Reserved Seating Ranks the Pixars: A BUG'S LIFE

by Adam Riske and Rob DiCristino
The review duo who hired circus performers to protect them from grasshoppers.

Adam: Welcome to Reserved Seating. I’m Adam Riske.

Rob: And I’m Rob DiCristino.
Adam: We continue our stroll through the Pixar library with 1998’s A Bug’s Life, directed by John Lasseter and featuring the voices of Dave Foley, Kevin Spacey, Julia Louis-Dreyfus, my boy Denis Leary, and Pixar regulars Bonnie Hunt and John Ratzenberger. The film is a clever take on the Seven Samurai story template, where an ant colony being extorted by a gang of grasshoppers gets protection from a troupe of outsider circus bugs who the ants don’t know are only actors. A Bug’s Life is one of the less-discussed Pixar movies (as far as I can tell) and this was my first time watching it since my first time watching it on DVD back in 1999. I remember it not leaving much of an impression back then on me (Antz vs. A Bug’s Life was a battle I had no stake in), but I enjoyed it a lot on this viewing. What changed in the years since is that I’ve seen Seven Samurai and its antecedents, so part of the enjoyment for me was seeing how A Bug’s Life adopted its tropes and subverted a few along the way. I don’t think the movie has memorable characters (by Pixar’s high standard) and it took me awhile to get over my aversion to bugs, but it’s a movie I don’t have a long history with like Toy Story so it felt new to me as I watched it.

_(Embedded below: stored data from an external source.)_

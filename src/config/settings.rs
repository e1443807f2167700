//! TOML-based configuration for lkml2cube.
//!
//! Supports a config file (lkml2cube.toml) with environment variable expansion.
//!
//! Example configuration:
//! ```toml
//! [loader]
//! root_dir = "./lookml"
//!
//! [views]
//! use_explore_names = true
//!
//! [output]
//! dir = "./cube/model"
//!
//! [meta]
//! url = "https://cube.example.com/cubejs-api/v1/meta"
//! token = "${CUBE_API_TOKEN}"
//! ```

use serde::{Deserialize, Serialize};
use std::env;
use std::fs;
use std::path::{Path, PathBuf};

/// Error type for settings.
#[derive(Debug, thiserror::Error)]
pub enum SettingsError {
    #[error("Config file not found: {0}")]
    FileNotFound(PathBuf),

    #[error("Failed to read config file: {0}")]
    ReadError(#[from] std::io::Error),

    #[error("Failed to parse config file: {0}")]
    ParseError(#[from] toml::de::Error),

    #[error("Missing environment variable: {0}")]
    MissingEnvVar(String),
}

/// Root configuration structure.
#[derive(Debug, Clone, Default, Deserialize, Serialize)]
#[serde(default)]
pub struct Settings {
    pub loader: LoaderSettings,
    pub views: ViewsSettings,
    pub output: OutputSettings,
    pub meta: MetaSettings,
}

/// Loader configuration.
#[derive(Debug, Clone, Default, Deserialize, Serialize)]
#[serde(default)]
pub struct LoaderSettings {
    /// Directory that absolute include paths are resolved against.
    pub root_dir: Option<String>,
}

/// `views` command configuration.
#[derive(Debug, Clone, Default, Deserialize, Serialize)]
#[serde(default)]
pub struct ViewsSettings {
    /// Name Cube views after explores instead of their labels.
    pub use_explore_names: bool,
}

/// Output configuration.
#[derive(Debug, Clone, Deserialize, Serialize)]
#[serde(default)]
pub struct OutputSettings {
    /// Directory generated files are written under.
    pub dir: String,
}

impl Default for OutputSettings {
    fn default() -> Self {
        Self {
            dir: ".".to_string(),
        }
    }
}

/// Cube meta API configuration.
#[derive(Debug, Clone, Default, Deserialize, Serialize)]
#[serde(default)]
pub struct MetaSettings {
    pub url: Option<String>,

    /// Bearer token (supports ${ENV_VAR} expansion).
    pub token: Option<String>,
}

impl Settings {
    /// Load settings from a TOML file.
    pub fn from_file<P: AsRef<Path>>(path: P) -> Result<Self, SettingsError> {
        let path = path.as_ref();
        if !path.exists() {
            return Err(SettingsError::FileNotFound(path.to_path_buf()));
        }

        let content = fs::read_to_string(path)?;
        Self::from_toml(&content)
    }

    /// Parse settings from TOML text and expand environment variables.
    pub fn from_toml(content: &str) -> Result<Self, SettingsError> {
        let settings: Settings = toml::from_str(content)?;
        settings.resolved()
    }

    /// Load settings from the default config file locations.
    ///
    /// Searches in order:
    /// 1. Environment variable `LKML2CUBE_CONFIG`
    /// 2. `./lkml2cube.toml`
    /// 3. `~/.config/lkml2cube/config.toml`
    pub fn load() -> Result<Self, SettingsError> {
        if let Ok(path) = env::var("LKML2CUBE_CONFIG") {
            return Self::from_file(&path);
        }

        let local_config = PathBuf::from("lkml2cube.toml");
        if local_config.exists() {
            return Self::from_file(&local_config);
        }

        if let Some(config_dir) = dirs::config_dir() {
            let user_config = config_dir.join("lkml2cube").join("config.toml");
            if user_config.exists() {
                return Self::from_file(&user_config);
            }
        }

        Ok(Settings::default())
    }

    fn resolved(mut self) -> Result<Self, SettingsError> {
        let expand = |value: &mut Option<String>| -> Result<(), SettingsError> {
            if let Some(v) = value.as_mut() {
                *v = expand_env_vars(v)?;
            }
            Ok(())
        };
        expand(&mut self.loader.root_dir)?;
        expand(&mut self.meta.url)?;
        expand(&mut self.meta.token)?;
        self.output.dir = expand_env_vars(&self.output.dir)?;
        Ok(self)
    }
}

/// Expand environment variables in a string.
///
/// Supports `${VAR}` and `$VAR` syntax.
pub fn expand_env_vars(s: &str) -> Result<String, SettingsError> {
    let mut result = String::with_capacity(s.len());
    let mut chars = s.chars().peekable();

    while let Some(c) = chars.next() {
        if c != '$' {
            result.push(c);
            continue;
        }

        let mut var_name = String::new();
        if chars.peek() == Some(&'{') {
            chars.next(); // consume '{'
            for ch in chars.by_ref() {
                if ch == '}' {
                    break;
                }
                var_name.push(ch);
            }
        } else {
            // $VAR ends at the first non-alphanumeric/underscore
            while let Some(&ch) = chars.peek() {
                if !(ch.is_alphanumeric() || ch == '_') {
                    break;
                }
                var_name.push(ch);
                chars.next();
            }
            if var_name.is_empty() {
                result.push('$');
                continue;
            }
        }

        let value =
            env::var(&var_name).map_err(|_| SettingsError::MissingEnvVar(var_name.clone()))?;
        result.push_str(&value);
    }

    Ok(result)
}
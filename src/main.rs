use anyhow::Context;
use clap::Parser;
use tracing_subscriber::EnvFilter;
use vemcache::cli;
use vemcache::config::{Cli, Commands, ServeArgs};
use vemcache::{Dispatcher, Server};

fn main() -> anyhow::Result<()> {
    tracing_subscriber::fmt()
        .with_env_filter(EnvFilter::try_from_default_env().unwrap_or_else(|_| EnvFilter::new("info")))
        .with_writer(std::io::stderr)
        .init();

    let cli = Cli::parse();
    let dispatcher = cli.store.open().context("failed to open store")?;

    match cli.command {
        Some(Commands::Serve(args)) => serve(args, dispatcher),
        Some(Commands::Repl) | None => {
            let stdin = std::io::stdin();
            cli::run_repl(&dispatcher, stdin.lock(), std::io::stdout())?;
            Ok(())
        }
    }
}

fn serve(args: ServeArgs, dispatcher: Dispatcher) -> anyhow::Result<()> {
    let runtime = tokio::runtime::Builder::new_multi_thread()
        .enable_all()
        .build()
        .context("failed to start tokio runtime")?;

    runtime.block_on(async move {
        let addr = args.bind_addr();
        let server = Server::bind(&addr, dispatcher, args.max_line_bytes)
            .await
            .with_context(|| format!("failed to bind {}", addr))?;

        server
            .run_until(async {
                if let Err(e) = tokio::signal::ctrl_c().await {
                    tracing::error!("failed to listen for shutdown signal: {}", e);
                    std::future::pending::<()>().await;
                }
            })
            .await?;
        Ok(())
    })
}
//! # vemcache - an in-memory vector cache
//!
//! vemcache keeps named `f64` vectors in memory, answers cosine-similarity
//! nearest-neighbour queries over them and performs vector arithmetic on
//! stored entries. Clients talk to it over a line-oriented TCP protocol, or
//! through the interactive REPL.
//!
//! ## Example
//!
//! ```
//! use vemcache::{arith, Vector, Vemcache};
//!
//! let mut db = Vemcache::new();
//!
//! db.insert("A".to_string(), Vector::new(vec![1.0, 0.0]).unwrap()).unwrap();
//! db.insert("B".to_string(), Vector::new(vec![0.0, 1.0]).unwrap()).unwrap();
//! db.insert("C".to_string(), Vector::new(vec![1.0, 1.0]).unwrap()).unwrap();
//!
//! // Nearest neighbours of A, best first
//! let results = db.knn("A", 2).unwrap();
//! assert_eq!(results[0].0, "C");
//! assert_eq!(results[1].0, "B");
//!
//! // Arithmetic returns new vectors and leaves the store untouched
//! let sum = arith::add(db.get("A").unwrap(), db.get("B").unwrap()).unwrap();
//! assert_eq!(sum.components(), &[1.0, 1.0]);
//! assert_eq!(db.len(), 3);
//! ```

pub mod arith;
pub mod cli;
pub mod command;
pub mod config;
pub mod db;
pub mod dispatch;
pub mod error;
pub mod index;
pub mod server;
pub mod vector;

pub use db::{Snapshot, Upsert, Vemcache};
pub use dispatch::{Dispatcher, SharedStore};
pub use error::{Result, VemcacheError};
pub use server::Server;
pub use vector::Vector;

How did the movie play for you? Were you a fan before?

Rob: I don’t remember seeing this in theaters, but I definitely remember getting really defensive of Antz once I entered my Woody Allen Phase (yikes), and I’m fairly positive that this was my first viewing of A Bug’s Life in quite some time. To be honest, it fell kind of flat. Fresh off the success of Toy Story, Pixar was clearly going for another high-concept, “What if _____ behaved like people?” premise (a well they’d return to in subsequent years), but this one largely lacks its predecessor’s warmth and emotional pathos. It’s a fine story — as you said, a Seven Samurai riff with nods to Aesop — but I found myself constantly distracted by the bug-related winks and gags in a way I’m not in Toy Story (or even Cars) and sort of bored by the plot mechanics, overall. This could just be a 2020 problem, and I’m trying to allow for the fact that Pixar is going through growing pains in ‘98, feeling out their evolution into their signature style, but A Bug’s Life traces with the Toy Story template to a much less successful result.
Now, is this all just because I have more sympathy for toys than I do for bugs? I honestly don’t think so. Toy Story gets a leg up because we have built-in emotional connections to toys like Woody and Buzz, for sure, but the movie also never skips an opportunity to better help us fit into their shoes or see things from their perspective. A Bug’s Life seems to focus more on having a larger number of thinner-drawn characters (variations of bug species, mostly) than it does on just a few from whom we see genuine arcs. I just didn’t feel as invested. It’s not bad, necessarily, but it makes the overall movie a hell of a lot more forgettable.

Am I crazy, here? Is there a particular character, theme, or set-piece you found really moving? I want to like this more than I do.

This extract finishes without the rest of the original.